Cette rencontre de haut niveau, tenue au Palais du Gouvernorat du Maniema, a marqué un tournant décisif pour le projet, désormais appelé à se déployer dans les territoires de Punia et Lubutu (Maniema), ainsi que Walikale (Nord-Kivu).
Une production moderne et ambitieuse à Punia
La délégation de la SAKIMA a d’abord visité les installations de MMR à Punia, où elle a pu constater les capacités techniques d’une machine de traitement ultramoderne, capable d’assurer une production mensuelle d’environ 40 tonnes de Monazite. Ce dispositif, opéré conjointement par les équipes d’Umoja Wetu et celles de SAKIMA-Punia, dirigées par Joseph Ndjale Ramazani, symbolise la modernisation progressive du secteur minier local.

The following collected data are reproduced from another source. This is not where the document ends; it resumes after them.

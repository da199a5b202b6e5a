//! Reasoning side of the restock pipeline.
//!
//! This crate turns a deterministic sales analysis into a stocking
//! recommendation by making exactly one call to an external reasoning engine:
//! - Builds the engine context from analyzer output (`reasoning`, `prompt`)
//! - Talks to hosted or local language models over HTTP (`llm`, `providers`)
//! - Validates whatever comes back before the caller sees it (`guardrails`)
//! - Drives the whole request through the suggestion flow (`orchestrator`)
//!
//! # Safety Principle
//!
//! The engine only proposes numbers and prose. Sales statistics are always
//! computed locally, and an engine reply that breaks the response contract is
//! rejected rather than repaired.

pub mod guardrails;
pub mod llm;
pub mod orchestrator;
pub mod prompt;
pub mod providers;
pub mod reasoning;

pub use orchestrator::{SuggestionOrchestrator, SuggestionRun};
pub use reasoning::{LlmReasoningEngine, ReasoningContext, ReasoningEngine, ReasoningError};
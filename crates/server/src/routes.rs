use std::sync::Arc;

use axum::extract::rejection::JsonRejection;
use axum::extract::State;
use axum::http::{header, HeaderValue, StatusCode};
use axum::response::{IntoResponse, Response};
use axum::routing::{get, post};
use axum::{Json, Router};
use restock_agent::SuggestionOrchestrator;
use restock_core::{
    analyze_sales, AnalysisResult, InterfaceError, SalesRecord, StockSuggestionRequest,
    StockSuggestionResponse, SuggestionError,
};
use serde::{Deserialize, Serialize};
use tracing::{debug, info};
use uuid::Uuid;

use crate::health::health;

pub const RETRY_AFTER_SECS: u64 = 10;

#[derive(Clone)]
pub struct AppState {
    pub orchestrator: Arc<SuggestionOrchestrator>,
}

impl AppState {
    pub fn new(orchestrator: Arc<SuggestionOrchestrator>) -> Self {
        Self { orchestrator }
    }
}

pub fn router(state: AppState) -> Router {
    Router::new()
        .route("/health", get(health))
        .route("/api/v1/stock-suggestions", post(create_stock_suggestion))
        .route("/api/v1/sales-analysis", post(analyze_sales_data))
        .with_state(state)
}

#[derive(Clone, Debug, Deserialize)]
#[serde(rename_all = "camelCase")]
pub struct SalesAnalysisRequest {
    #[serde(default)]
    pub sales_data: Vec<SalesRecord>,
}

#[derive(Clone, Debug, PartialEq, Eq, Serialize, Deserialize)]
#[serde(rename_all = "camelCase")]
pub struct ErrorBody {
    pub error: String,
    pub kind: String,
    pub retryable: bool,
    pub correlation_id: String,
}

/// Interface-facing failure; the status code is chosen by the error kind.
#[derive(Debug)]
pub struct ApiError(pub InterfaceError);

impl ApiError {
    fn status(&self) -> StatusCode {
        match self.0 {
            InterfaceError::BadRequest { .. } => StatusCode::BAD_REQUEST,
            InterfaceError::InsufficientData { .. } => StatusCode::UNPROCESSABLE_ENTITY,
            InterfaceError::ServiceUnavailable { .. } => StatusCode::SERVICE_UNAVAILABLE,
            InterfaceError::BadGateway { .. } => StatusCode::BAD_GATEWAY,
        }
    }
}

impl IntoResponse for ApiError {
    fn into_response(self) -> Response {
        let status = self.status();
        let body = ErrorBody {
            error: self.0.message().to_string(),
            kind: self.0.kind().to_string(),
            retryable: self.0.retryable(),
            correlation_id: self.0.correlation_id().to_string(),
        };

        let mut response = (status, Json(body)).into_response();
        if status == StatusCode::SERVICE_UNAVAILABLE {
            response.headers_mut().insert(header::RETRY_AFTER, HeaderValue::from(RETRY_AFTER_SECS));
        }
        response
    }
}

fn rejected_body(rejection: JsonRejection, correlation_id: String) -> ApiError {
    let error = SuggestionError::InvalidRequest { message: rejection.body_text() };
    ApiError(error.into_interface(correlation_id))
}

pub async fn create_stock_suggestion(
    State(state): State<AppState>,
    payload: Result<Json<StockSuggestionRequest>, JsonRejection>,
) -> Result<Json<StockSuggestionResponse>, ApiError> {
    let correlation_id = Uuid::new_v4().to_string();
    let Json(request) = match payload {
        Ok(payload) => payload,
        Err(rejection) => return Err(rejected_body(rejection, correlation_id)),
    };

    let run = state.orchestrator.suggest_traced(&request, Some(&correlation_id)).await;
    debug!(
        event_name = "suggestion.flow.trace",
        correlation_id = %correlation_id,
        states = ?run.trace.states(),
        "suggestion flow finished"
    );

    run.result.map(Json).map_err(|error| ApiError(error.into_interface(correlation_id)))
}

pub async fn analyze_sales_data(
    payload: Result<Json<SalesAnalysisRequest>, JsonRejection>,
) -> Result<Json<AnalysisResult>, ApiError> {
    let correlation_id = Uuid::new_v4().to_string();
    let Json(request) = match payload {
        Ok(payload) => payload,
        Err(rejection) => return Err(rejected_body(rejection, correlation_id)),
    };

    match analyze_sales(&request.sales_data) {
        Ok(analysis) => {
            info!(
                event_name = "analysis.completed",
                correlation_id = %correlation_id,
                records = request.sales_data.len(),
                sales_trend = analysis.sales_trend.as_str(),
                "sales analysis completed"
            );
            Ok(Json(analysis))
        }
        Err(parse_error) => {
            Err(ApiError(SuggestionError::from(parse_error).into_interface(correlation_id)))
        }
    }
}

Au cours de cette visite, toutes les étapes du processus d’extraction et de traitement ont été expliquées au représentant de la SAKIMA, qui s’est dit impressionné par la rigueur du dispositif mis en place.

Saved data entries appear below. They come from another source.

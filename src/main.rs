// Copyright (c) 2025 Fabstir
// SPDX-License-Identifier: BUSL-1.1
use anyhow::Result;
use clap::Parser;
use image_anonymizer::{
    cli::Cli,
    config::AnonymizerConfig,
    start_server,
    version,
    vision::sam::Sam2Loader,
    AppState, SegmentationModelManager,
};
use std::{env, sync::Arc};

#[tokio::main]
async fn main() -> Result<()> {
    dotenv::dotenv().ok();

    // Initialize tracing subscriber for logging
    if env::var("RUST_LOG").is_err() {
        env::set_var("RUST_LOG", "info");
    }
    tracing_subscriber::fmt::init();

    let cli = Cli::parse();
    let config = cli.apply(AnonymizerConfig::from_env());
    config.validate().map_err(anyhow::Error::msg)?;

    tracing::info!("📦 {}", version::get_version_string());
    tracing::info!(
        "Model dir: {}, box divisor: {}, min confidence: {:?}",
        config.model_dir.display(),
        config.box_divisor,
        config.min_confidence
    );

    // Load the model before accepting requests
    let loader = Arc::new(Sam2Loader::new(config.sam_config()));
    let model_manager = Arc::new(SegmentationModelManager::new(loader));
    model_manager.initialize().await?;

    let state = Arc::new(AppState::from_config(&config, model_manager));
    start_server(&config, state).await
}
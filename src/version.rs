// Copyright (c) 2025 Fabstir
// SPDX-License-Identifier: BUSL-1.1
// Version information for the Image Anonymization Service

/// Full version string with feature description
pub const VERSION: &str = "v0.1.0-sam2-point-blur-2025-11-03";

/// Semantic version number
pub const VERSION_NUMBER: &str = "0.1.0";

/// Major version number
pub const VERSION_MAJOR: u32 = 0;

/// Minor version number
pub const VERSION_MINOR: u32 = 1;

/// Patch version number
pub const VERSION_PATCH: u32 = 0;

/// Build date
pub const BUILD_DATE: &str = "2025-11-03";

/// Supported features in this version
pub const FEATURES: &[&str] = &[
    "point-segmentation",
    "sam2.1-onnx",
    "mask-closing",
    "gaussian-blur",
    "data-uri-format-passthrough",
    "cuda-auto-select",
];

/// Get formatted version string for logging
pub fn get_version_string() -> String {
    format!("Image Anonymization API {} ({})", VERSION_NUMBER, BUILD_DATE)
}

/// Get full version info for API responses
pub fn get_version_info() -> serde_json::Value {
    serde_json::json!({
        "version": VERSION_NUMBER,
        "build": VERSION,
        "date": BUILD_DATE,
        "features": FEATURES,
    })
}
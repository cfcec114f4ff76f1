// Copyright (c) 2025 Fabstir
// SPDX-License-Identifier: BUSL-1.1
//! Vision processing module for point-prompted anonymization
//!
//! This module provides:
//! - Image decoding/encoding for data-URI and base64 payloads
//! - Object segmentation via SAM 2.1 (ONNX Runtime, CUDA with CPU fallback)
//! - Mask closing and Gaussian blur compositing

pub mod anonymizer;
pub mod image_utils;
pub mod model_manager;
pub mod postprocess;
pub mod sam;
pub mod segmentation;

pub use anonymizer::{
    anonymize, anonymize_decoded, decode_request_image, segment_and_blur, AnonymizeError,
    AnonymizeOptions, AnonymizedImage, DecodedImage,
};
pub use image_utils::{decode_base64_image, decode_image_payload, ImageError, ImageInfo};
pub use model_manager::{ModelLoader, SegmentationModelManager};
pub use segmentation::{
    BoundingBox, MaskPrediction, ModelInfo, PointLabel, SegmentPrompt, SegmentationModel,
};
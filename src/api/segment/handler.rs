// Copyright (c) 2025 Fabstir
// SPDX-License-Identifier: BUSL-1.1
//! Segment endpoint handler

use std::sync::Arc;

use axum::{
    extract::State,
    http::header,
    response::{IntoResponse, Response},
    Json,
};
use tracing::{debug, error, warn};

use super::request::SegmentRequest;
use crate::api::errors::ApiError;
use crate::api::http_server::AppState;
use crate::vision::{anonymize_decoded, decode_request_image, AnonymizeError};

/// POST /segment - Blur the object under a point
///
/// # Request
/// - `image`: Data URI (`data:image/<fmt>;base64,...`) or raw base64 (treated as JPEG output)
/// - `point`: `{"x": u32, "y": u32}` pixel inside the object
///
/// # Response
/// Raw image bytes in the input's format with `Content-Type: image/<fmt>`.
///
/// # Errors
/// - 400 Bad Request: undecodable image or point outside the image
/// - 500 Internal Server Error: model load, inference or encoding failed
pub async fn segment_handler(
    State(state): State<Arc<AppState>>,
    Json(request): Json<SegmentRequest>,
) -> Result<Response, ApiError> {
    debug!(
        "Segment request at ({}, {}), {} bytes of image data",
        request.point.x,
        request.point.y,
        request.image.len()
    );

    // Decode first so a bad upload is a 400 even when the model cannot load
    let image = request.image;
    let decoded = tokio::task::spawn_blocking(move || decode_request_image(&image))
        .await
        .map_err(join_failure)?
        .map_err(log_failure)?;

    let model = state.model_manager.get().await.map_err(log_failure)?;
    let options = state.options;
    let point = request.point.into();

    // Inference and blur are CPU-bound
    let result = tokio::task::spawn_blocking(move || {
        anonymize_decoded(model.as_ref(), decoded, point, &options)
    })
    .await
    .map_err(join_failure)?
    .map_err(log_failure)?;

    Ok(([(header::CONTENT_TYPE, result.media_type)], result.bytes).into_response())
}

fn join_failure(err: tokio::task::JoinError) -> ApiError {
    error!("Segment task failed: {}", err);
    ApiError::InternalError(format!("Segment task failed: {}", err))
}

fn log_failure(err: AnonymizeError) -> ApiError {
    match &err {
        AnonymizeError::Decode(_) | AnonymizeError::PointOutOfBounds { .. } => {
            warn!("Rejected segment request: {}", err)
        }
        _ => error!("Segment request failed: {}", err),
    }
    err.into()
}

Lancement officiel à Lubutu : un projet porteur d’espoir

C’est à Lubutu que s’est tenue la cérémonie officielle de lancement du projet MONAZITE, présidée par Louis Kaniki Tshibindi, en présence de nombreuses autorités locales et communautaires venues des trois territoires concernés : Walikale, Punia et Lubutu.
Dans son discours, le Directeur des Participations de la SAKIMA a insisté sur l’importance économique et stratégique de la Monazite, dont la demande mondiale est en constante croissance. Il a souligné que ce projet vise avant tout à faire profiter les populations locales des ressources de leur sous-sol, tout en promouvant un modèle minier responsable et durable.

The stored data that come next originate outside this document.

// Copyright (c) 2025 Fabstir
// SPDX-License-Identifier: BUSL-1.1
use anyhow::Context;
use axum::{
    extract::{DefaultBodyLimit, State},
    response::IntoResponse,
    routing::{get, post},
    Json, Router,
};
use serde::{Deserialize, Serialize};
use std::sync::Arc;
use tower_http::cors::CorsLayer;
use tower_http::trace::TraceLayer;

use super::segment::segment_handler;
use crate::config::{AnonymizerConfig, DEFAULT_MAX_BODY_BYTES};
use crate::version;
use crate::vision::{AnonymizeOptions, SegmentationModelManager};

/// Shared state handed to every handler
#[derive(Debug)]
pub struct AppState {
    pub model_manager: Arc<SegmentationModelManager>,
    pub options: AnonymizeOptions,
    pub max_body_bytes: usize,
}

impl AppState {
    pub fn new(model_manager: Arc<SegmentationModelManager>, options: AnonymizeOptions) -> Self {
        Self {
            model_manager,
            options,
            max_body_bytes: DEFAULT_MAX_BODY_BYTES,
        }
    }

    pub fn from_config(
        config: &AnonymizerConfig,
        model_manager: Arc<SegmentationModelManager>,
    ) -> Self {
        Self {
            model_manager,
            options: config.anonymize_options(),
            max_body_bytes: config.max_body_bytes,
        }
    }
}

#[derive(Debug, Clone, Serialize, Deserialize, PartialEq)]
pub struct RootResponse {
    pub message: String,
}

#[derive(Debug, Clone, Serialize, Deserialize, PartialEq)]
pub struct HealthResponse {
    /// "ok" once the model is loaded, "loading" before
    pub status: String,
    pub model: Option<String>,
    pub device: Option<String>,
    pub version: String,
}

pub fn create_app(state: Arc<AppState>) -> Router {
    let body_limit = state.max_body_bytes;

    Router::new()
        .route("/", get(root_handler))
        .route("/health", get(health_handler))
        .route("/segment", post(segment_handler))
        .layer(DefaultBodyLimit::max(body_limit))
        .layer(TraceLayer::new_for_http())
        .layer(CorsLayer::permissive())
        .with_state(state)
}

pub async fn start_server(config: &AnonymizerConfig, state: Arc<AppState>) -> anyhow::Result<()> {
    let addr = config.socket_addr().map_err(anyhow::Error::msg)?;
    let app = create_app(state);

    let listener = tokio::net::TcpListener::bind(addr)
        .await
        .with_context(|| format!("Failed to bind {}", addr))?;

    tracing::info!("🚀 Image Anonymization API listening on {}", addr);

    axum::serve(listener, app)
        .with_graceful_shutdown(shutdown_signal())
        .await
        .context("HTTP server error")?;

    tracing::info!("Server stopped");
    Ok(())
}

async fn shutdown_signal() {
    if let Err(e) = tokio::signal::ctrl_c().await {
        tracing::error!("Failed to listen for shutdown signal: {}", e);
        std::future::pending::<()>().await;
    }
    tracing::info!("Shutdown signal received");
}

async fn root_handler() -> impl IntoResponse {
    Json(RootResponse {
        message: "Image Anonymization API".to_string(),
    })
}

async fn health_handler(State(state): State<Arc<AppState>>) -> impl IntoResponse {
    let info = state.model_manager.info();
    let status = if info.is_some() { "ok" } else { "loading" };

    Json(HealthResponse {
        status: status.to_string(),
        model: info.as_ref().map(|i| i.name.clone()),
        device: info.map(|i| i.device),
        version: version::VERSION.to_string(),
    })
}
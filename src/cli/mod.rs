// Copyright (c) 2025 Fabstir
// SPDX-License-Identifier: BUSL-1.1
use clap::Parser;
use std::path::PathBuf;

use crate::config::AnonymizerConfig;

/// Image Anonymization API server
///
/// Every flag is bound to its environment variable; a flag given on the
/// command line wins over the variable.
#[derive(Parser, Debug, Default)]
#[command(name = "image-anonymizer")]
#[command(version = crate::version::VERSION_NUMBER)]
#[command(about = "Blur the object under a clicked point using SAM 2.1", long_about = None)]
pub struct Cli {
    /// Interface to bind
    #[arg(long, env = "ANONYMIZER_HOST")]
    pub host: Option<String>,

    /// Port to bind
    #[arg(long, env = "ANONYMIZER_PORT")]
    pub port: Option<u16>,

    /// Directory holding encoder.onnx and decoder.onnx
    #[arg(long, env = "SAM_MODEL_DIR", value_name = "DIR")]
    pub model_dir: Option<PathBuf>,

    /// Hugging Face repo to download missing ONNX files from
    #[arg(long, env = "SAM_HF_REPO", value_name = "REPO")]
    pub hf_repo: Option<String>,

    /// Run inference on CPU even if CUDA is available
    #[arg(long, env = "SAM_FORCE_CPU")]
    pub cpu: bool,

    /// Bounding box divisor applied to the smaller image side
    #[arg(long, env = "BOX_DIVISOR", value_name = "N")]
    pub box_divisor: Option<u32>,

    /// Reject masks whose confidence is below this value
    #[arg(long, env = "MIN_MASK_CONFIDENCE", value_name = "SCORE")]
    pub min_confidence: Option<f32>,
}

impl Cli {
    /// Apply command line overrides on top of an env-derived configuration
    pub fn apply(self, mut config: AnonymizerConfig) -> AnonymizerConfig {
        if let Some(host) = self.host {
            config.host = host;
        }
        if let Some(port) = self.port {
            config.port = port;
        }
        if let Some(dir) = self.model_dir {
            config.model_dir = dir;
        }
        if let Some(repo) = self.hf_repo.filter(|r| !r.trim().is_empty()) {
            config.hf_repo = Some(repo);
        }
        if self.cpu {
            config.force_cpu = true;
        }
        if let Some(divisor) = self.box_divisor {
            config.box_divisor = divisor;
        }
        if self.min_confidence.is_some() {
            config.min_confidence = self.min_confidence;
        }
        config
    }
}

« Notre ambition, a-t-il déclaré, est de passer d’une exploitation artisanale à une production industrielle, afin d’atteindre à terme 500 tonnes de Monazite par mois. Cette transition est essentielle pour stimuler le développement économique et social des territoires producteurs », a martelé M. Kaniki.
Adhésion totale des autorités locales

Prenant la parole au nom de ses collègues de Punia et Walikale, Émile Reagan Omari, Administrateur du territoire de Lubutu, a réaffirmé l’engagement ferme des autorités locales à soutenir le projet :« Nous ferons du projet MONAZITE une priorité absolue. L’accompagnement de la SAKIMA bénéficiera de notre appui total et inconditionnel. »
À l’issue de la cérémonie, une visite guidée a permis aux invités d’assister au traitement industriel de la Monazite, démontrant la faisabilité technique du projet et la pertinence de son modèle d’exploitation.
Vers une industrialisation durable des terres rares congolaises

La Monazite exploitée dans les territoires de Kindu, Punia et Walikale provient exclusivement des gisements appartenant à la SAKIMA. Le partenariat avec MMR vise donc à encadrer la production artisanale, renforcer les capacités locales et industrialiser progressivement le processus afin de rendre la filière compétitive à l’échelle internationale.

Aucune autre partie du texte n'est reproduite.